# Task goal
Search term "lastModified": please copy every line of the records below that contains it.

--- Available data ---

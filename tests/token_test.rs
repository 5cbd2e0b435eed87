use std::sync::Arc;
use std::time::{Duration, Instant};

use async_trait::async_trait;
use chrono::Utc;
use serde_json::json;

use rusty_warden::config::AuthConfig;
use rusty_warden::error::{Result, WardenError};
use rusty_warden::service::AuthService;
use rusty_warden::storage::{
    Document, DocumentStore, Durability, MemoryDocumentStore, StoredDocument,
};

fn roles(names: &[&str]) -> Vec<String> {
    names.iter().map(|r| r.to_string()).collect()
}

/// Expired tokens are removed in the background; wait for it to land
async fn removed_eventually(store: &MemoryDocumentStore, id: &str) -> bool {
    for _ in 0..100 {
        if store.get("auth", "token", id).await.unwrap().is_none() {
            return true;
        }
        tokio::time::sleep(Duration::from_millis(10)).await;
    }
    false
}

fn stale_token() -> Document {
    let stale = Utc::now() - chrono::Duration::seconds(5);
    json!({"roles": ["admin"], "lastModified": stale})
        .as_object()
        .cloned()
        .unwrap()
}

fn service_with_timeout(timeout: Duration) -> (Arc<MemoryDocumentStore>, AuthService) {
    let store = Arc::new(MemoryDocumentStore::new());
    let config = AuthConfig {
        session_timeout: timeout,
        ..AuthConfig::default()
    };
    let service = AuthService::new(config, store.clone()).unwrap();
    (store, service)
}

#[tokio::test]
async fn test_token_grants_any_of_required_roles() {
    let (_store, service) = service_with_timeout(Duration::from_secs(60));
    let token = service.create_token(&roles(&["admin", "reader"])).await.unwrap();

    assert!(service.authenticate(&token, &roles(&["admin"])).await.unwrap());
    assert!(service.authenticate(&token, &roles(&["writer", "reader"])).await.unwrap());
    assert!(!service.authenticate(&token, &roles(&["writer"])).await.unwrap());
    assert!(!service.authenticate(&token, &[]).await.unwrap());
}

#[tokio::test]
async fn test_unknown_token_is_rejected() {
    let (_store, service) = service_with_timeout(Duration::from_secs(60));
    assert!(!service.authenticate("no-such-token", &roles(&["admin"])).await.unwrap());
}

#[tokio::test]
async fn test_token_expires_after_idle_timeout() {
    let (store, service) = service_with_timeout(Duration::from_millis(100));
    let token = service.create_token(&roles(&["admin"])).await.unwrap();

    assert!(service.authenticate(&token, &roles(&["admin"])).await.unwrap());

    tokio::time::sleep(Duration::from_millis(150)).await;

    assert!(!service.authenticate(&token, &roles(&["admin"])).await.unwrap());
    // Expired record is cleaned up after access
    assert!(removed_eventually(&store, &token).await);
    assert!(!service.authenticate(&token, &roles(&["admin"])).await.unwrap());
}

#[tokio::test]
async fn test_record_without_timestamp_is_expired_and_removed() {
    let (store, service) = service_with_timeout(Duration::from_secs(60));
    let doc = json!({"roles": ["admin"]}).as_object().cloned().unwrap();
    store
        .put("auth", "token", "legacy", doc, Durability::Immediate)
        .await
        .unwrap();

    assert!(!service.authenticate("legacy", &roles(&["admin"])).await.unwrap());
    assert!(removed_eventually(&store, "legacy").await);
}

#[tokio::test]
async fn test_stale_record_is_expired() {
    let (store, service) = service_with_timeout(Duration::from_millis(1000));
    store
        .put("auth", "token", "stale", stale_token(), Durability::Immediate)
        .await
        .unwrap();

    assert!(!service.authenticate("stale", &roles(&["admin"])).await.unwrap());
    assert!(removed_eventually(&store, "stale").await);
}

#[tokio::test]
async fn test_delete_token() {
    let (_store, service) = service_with_timeout(Duration::from_secs(60));
    let token = service.create_token(&roles(&["admin"])).await.unwrap();

    service.delete_token(&token).await.unwrap();
    assert!(!service.authenticate(&token, &roles(&["admin"])).await.unwrap());

    match service.delete_token(&token).await {
        Err(WardenError::TokenNotFound(_)) => {}
        other => panic!("expected TokenNotFound, got {:?}", other),
    }
}

#[tokio::test]
async fn test_tokens_use_configured_location() {
    let store = Arc::new(MemoryDocumentStore::new());
    let config = AuthConfig {
        token_table: "sessions".to_string(),
        token_kind: "session".to_string(),
        ..AuthConfig::default()
    };
    let service = AuthService::new(config, store.clone()).unwrap();
    let token = service.create_token(&roles(&["admin"])).await.unwrap();

    let raw = store.get("sessions", "session", &token).await.unwrap().unwrap();
    assert_eq!(raw.get("roles"), Some(&json!(["admin"])));
    assert!(raw.contains_key("lastModified"));
}

#[tokio::test]
async fn test_concurrent_create_then_validate() {
    let (_store, service) = service_with_timeout(Duration::from_secs(60));
    let service = Arc::new(service);

    let handles: Vec<_> = (0..64)
        .map(|i| {
            let service = Arc::clone(&service);
            tokio::spawn(async move {
                let role = format!("role{}", i % 4);
                let token = service.create_token(&[role.clone()]).await.unwrap();
                service.authenticate(&token, &[role]).await.unwrap()
            })
        })
        .collect();

    let results = futures_util::future::join_all(handles).await;
    assert!(results.into_iter().all(|r| r.unwrap()));
}

/// Memory store whose deletes either fail or never complete
struct BrokenDeletes {
    inner: MemoryDocumentStore,
    stall: bool,
}

#[async_trait]
impl DocumentStore for BrokenDeletes {
    async fn put(
        &self,
        table: &str,
        kind: &str,
        id: &str,
        document: Document,
        durability: Durability,
    ) -> Result<()> {
        self.inner.put(table, kind, id, document, durability).await
    }

    async fn insert(
        &self,
        table: &str,
        kind: &str,
        id: &str,
        document: Document,
        durability: Durability,
    ) -> Result<bool> {
        self.inner.insert(table, kind, id, document, durability).await
    }

    async fn get(&self, table: &str, kind: &str, id: &str) -> Result<Option<Document>> {
        self.inner.get(table, kind, id).await
    }

    async fn delete(&self, _: &str, _: &str, _: &str, _: Durability) -> Result<bool> {
        if self.stall {
            std::future::pending().await
        } else {
            Err(WardenError::StorageError("delete refused".to_string()))
        }
    }

    async fn search(&self, table: &str, kind: &str) -> Result<Vec<StoredDocument>> {
        self.inner.search(table, kind).await
    }
}

async fn service_with_broken_deletes(stall: bool) -> (Arc<BrokenDeletes>, AuthService) {
    let store = Arc::new(BrokenDeletes {
        inner: MemoryDocumentStore::new(),
        stall,
    });
    store
        .put("auth", "token", "stale", stale_token(), Durability::Immediate)
        .await
        .unwrap();
    let config = AuthConfig {
        session_timeout: Duration::from_millis(1000),
        store_timeout: Duration::from_secs(2),
        ..AuthConfig::default()
    };
    let service = AuthService::new(config, store.clone()).unwrap();
    (store, service)
}

#[tokio::test]
async fn test_failed_cleanup_still_rejects_expired_token() {
    let (store, service) = service_with_broken_deletes(false).await;

    assert!(!service.authenticate("stale", &roles(&["admin"])).await.unwrap());
    tokio::time::sleep(Duration::from_millis(20)).await;

    // The delete failed, so the record stays but keeps being rejected
    assert!(store.get("auth", "token", "stale").await.unwrap().is_some());
    assert!(!service.authenticate("stale", &roles(&["admin"])).await.unwrap());
}

#[tokio::test]
async fn test_stalled_cleanup_does_not_delay_answer() {
    let (_store, service) = service_with_broken_deletes(true).await;

    let started = Instant::now();
    let result = service.authenticate("stale", &roles(&["admin"])).await;
    let elapsed = started.elapsed();

    assert!(matches!(result, Ok(false)));
    assert!(elapsed < Duration::from_millis(500), "took {:?}", elapsed);

    let started = Instant::now();
    assert!(!service.authenticate("stale", &roles(&["admin"])).await.unwrap());
    assert!(started.elapsed() < Duration::from_millis(500));
}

---

# Answer space
    json!({"roles": ["admin"], "lastModified": stale})
    assert!(raw.contains_key("lastModified"));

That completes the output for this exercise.